AVIF vs WebP vs JPEG — Full Comparison
| Property | AVIF | WebP | JPEG |
|---|---|---|---|
| Typical file size (photo) | Smallest (~50% vs JPEG) | ~35% smaller than JPEG | Baseline |
| Lossy compression | Yes | Yes | Yes |
| Lossless compression | Yes | Yes | No |
| Transparency (alpha) | Yes | Yes | No |
| Animation | Yes | Yes | No |
| HDR / wide colour | Yes (full HDR) | Limited | No |
| Colour depth | Up to 12-bit | 10-bit | 8-bit |
| Browser support | ~90–93% | ~97% | 100% |
| Encoding speed | Slow | Fast | Very fast |
| Open standard / royalty-free | Yes | Yes | Yes |
| Email client support | Very limited | Limited | Universal |
Real File Size Comparison
The same 4000×3000 pixel photograph at different quality levels:
| Format & Quality | File Size | vs JPEG |
|---|---|---|
| JPEG 80% | 950 KB | — |
| WebP 80% | 620 KB | 35% smaller |
| AVIF 60 (equivalent quality) | 470 KB | 51% smaller |
| JPEG 90% | 1.8 MB | — |
| WebP 90% | 1.2 MB | 33% smaller |
| AVIF 80 (equivalent quality) | 890 KB | 51% smaller |
When to Use AVIF
- Performance-critical websites — if page speed is a priority and your audience is on modern browsers, AVIF will deliver the smallest files possible.
- E-commerce product images — high-quality photos at minimal file size means faster product page loads and better conversion rates on mobile.
- HDR photography — AVIF is the only mainstream web format that properly preserves HDR and wide colour gamut data from modern cameras and phones.
- Next.js / Astro / Nuxt projects — these frameworks support automatic AVIF generation via their built-in image optimization components.
- When you want the best future-proofing — AVIF is the direction the web is heading. Adopting it now positions you ahead of the curve.
When Not to Use AVIF
- Email images — no major email client renders AVIF. Use JPEG for anything shared by email.

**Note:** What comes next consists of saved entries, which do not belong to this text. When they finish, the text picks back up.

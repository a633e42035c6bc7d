//! Token refresh coordinator
//!
//! Periodically refreshes OAuth tokens before they expire. Each sweep selects
//! every account whose token expires within the refresh window, or has
//! already expired, and refreshes them concurrently on a bounded
//! [`TaskGroup`]. New tokens are written with a compare-and-swap against the
//! access token read at selection time, so a concurrent rotation wins and
//! this sweep backs off.
//!
//! Failures are logged and left for the next sweep.

use std::sync::atomic::{AtomicBool, Ordering};
use std::sync::Arc;
use std::time::Duration;

use crate::credentials::CredentialStore;
use crate::db::Database;
use crate::error::{PostflowError, Result};
use crate::platforms::AdapterRegistry;
use crate::task_group::TaskGroup;
use crate::types::SocialAccount;

#[derive(Debug, Clone, Copy, PartialEq, Eq)]
enum UnitOutcome {
    Refreshed,
    Conflict,
    Failed,
}

/// Counts from one sweep
#[derive(Debug, Clone, Copy, Default, PartialEq, Eq)]
pub struct RefreshSummary {
    pub selected: usize,
    pub refreshed: usize,
    pub conflicts: usize,
    pub failed: usize,
}

#[derive(Clone)]
pub struct TokenRefresher {
    db: Database,
    credentials: CredentialStore,
    adapters: Arc<AdapterRegistry>,
    window: Duration,
    concurrency: usize,
}

impl TokenRefresher {
    pub fn new(
        db: Database,
        credentials: CredentialStore,
        adapters: Arc<AdapterRegistry>,
        window: Duration,
        concurrency: usize,
    ) -> Self {
        Self {
            db,
            credentials,
            adapters,
            window,
            concurrency,
        }
    }

    /// Run one sweep now
    pub async fn sweep(&self) -> Result<RefreshSummary> {
        self.sweep_at(chrono::Utc::now().timestamp()).await
    }

    /// Run one sweep as of `now`
    ///
    /// # Errors
    ///
    /// Only fails if the candidate accounts cannot be listed. Per-account
    /// failures are counted in the summary.
    pub async fn sweep_at(&self, now: i64) -> Result<RefreshSummary> {
        let accounts = self
            .db
            .list_accounts_expiring(now, self.window.as_secs() as i64)
            .await?;

        let mut summary = RefreshSummary {
            selected: accounts.len(),
            ..Default::default()
        };

        if accounts.is_empty() {
            tracing::debug!("no tokens due for refresh");
            return Ok(summary);
        }

        tracing::info!(accounts = accounts.len(), "refreshing tokens");

        let mut group = TaskGroup::new(self.concurrency);
        for account in accounts {
            let refresher = self.clone();
            group
                .spawn(account.id, async move { refresher.refresh_unit(account).await })
                .await;
        }

        for (account_id, joined) in group.join().await {
            match joined {
                Ok(UnitOutcome::Refreshed) => summary.refreshed += 1,
                Ok(UnitOutcome::Conflict) => summary.conflicts += 1,
                Ok(UnitOutcome::Failed) => summary.failed += 1,
                Err(panic) => {
                    tracing::error!(account_id, "refresh unit {}", panic);
                    summary.failed += 1;
                }
            }
        }

        tracing::info!(
            refreshed = summary.refreshed,
            conflicts = summary.conflicts,
            failed = summary.failed,
            "token refresh sweep finished"
        );

        Ok(summary)
    }

    async fn refresh_unit(&self, account: SocialAccount) -> UnitOutcome {
        match self.refresh_account(&account).await {
            Ok(()) => {
                tracing::debug!(account_id = account.id, platform = %account.platform, "token refreshed");
                UnitOutcome::Refreshed
            }
            Err(PostflowError::CasConflict { .. }) => {
                tracing::info!(account_id = account.id, "token rotated concurrently, leaving it");
                UnitOutcome::Conflict
            }
            Err(e) => {
                tracing::warn!(account_id = account.id, platform = %account.platform, "token refresh failed: {}", e);
                UnitOutcome::Failed
            }
        }
    }

    async fn refresh_account(&self, account: &SocialAccount) -> Result<()> {
        let adapter = self.adapters.get(&account.platform)?;
        let refresh_token = self.credentials.refresh_token(account)?;
        let refreshed = adapter.refresh_token(account, &refresh_token).await?;
        self.credentials.rotate(account, &refreshed).await
    }

    /// Sweep every `interval` until `shutdown` is set
    ///
    /// The first sweep runs immediately.
    pub async fn run(&self, interval: Duration, shutdown: Arc<AtomicBool>) {
        let tick = interval.min(Duration::from_secs(1));

        loop {
            if shutdown.load(Ordering::Relaxed) {
                break;
            }

            if let Err(e) = self.sweep().await {
                tracing::error!("token refresh sweep failed: {}", e);
            }

            // Sleep until next sweep (check shutdown every tick)
            let mut waited = Duration::ZERO;
            while waited < interval {
                if shutdown.load(Ordering::Relaxed) {
                    break;
                }
                tokio::time::sleep(tick).await;
                waited += tick;
            }
        }

        tracing::info!("token refresher stopped");
    }
}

- When encoding speed matters — AVIF encoding is significantly slower than JPEG or WebP. For real-time image processing pipelines, WebP is faster.
- When you need 100% browser coverage — if your site has significant traffic from older iOS devices (pre-iOS 16), use WebP with a JPEG fallback instead.
- Printing — JPEG remains the standard for print workflows.
Convert Images to AVIF — Free, No Upload
Convert JPG, PNG, or WebP to AVIF instantly in your browser. Files never leave your device.
How to Convert Images to AVIF
Method 1 — Free Online Converter (Recommended)
- Open convertlo.pro/jpg-to-avif.html (or any AVIF converter on the site).
- Drop your JPG, PNG, or WebP file onto the converter.
- Conversion runs entirely in your browser — no file is uploaded.
- Download your AVIF file instantly.
Method 2 — Using Sharp (Node.js)
const sharp = require('sharp');
sharp('input.jpg')
.avif({ quality: 60 })
.toFile('output.avif');
Sharp uses libvips under the hood and is fast enough for production use. Quality 50–65 is typically the sweet spot for AVIF — it produces smaller files than JPEG at 80% with equivalent visible quality.
Method 3 — Using ImageMagick (Command Line)
magick input.jpg -quality 60 output.avif
ImageMagick 7.1+ supports AVIF natively. Install with brew install imagemagick on Mac or via your Linux package manager.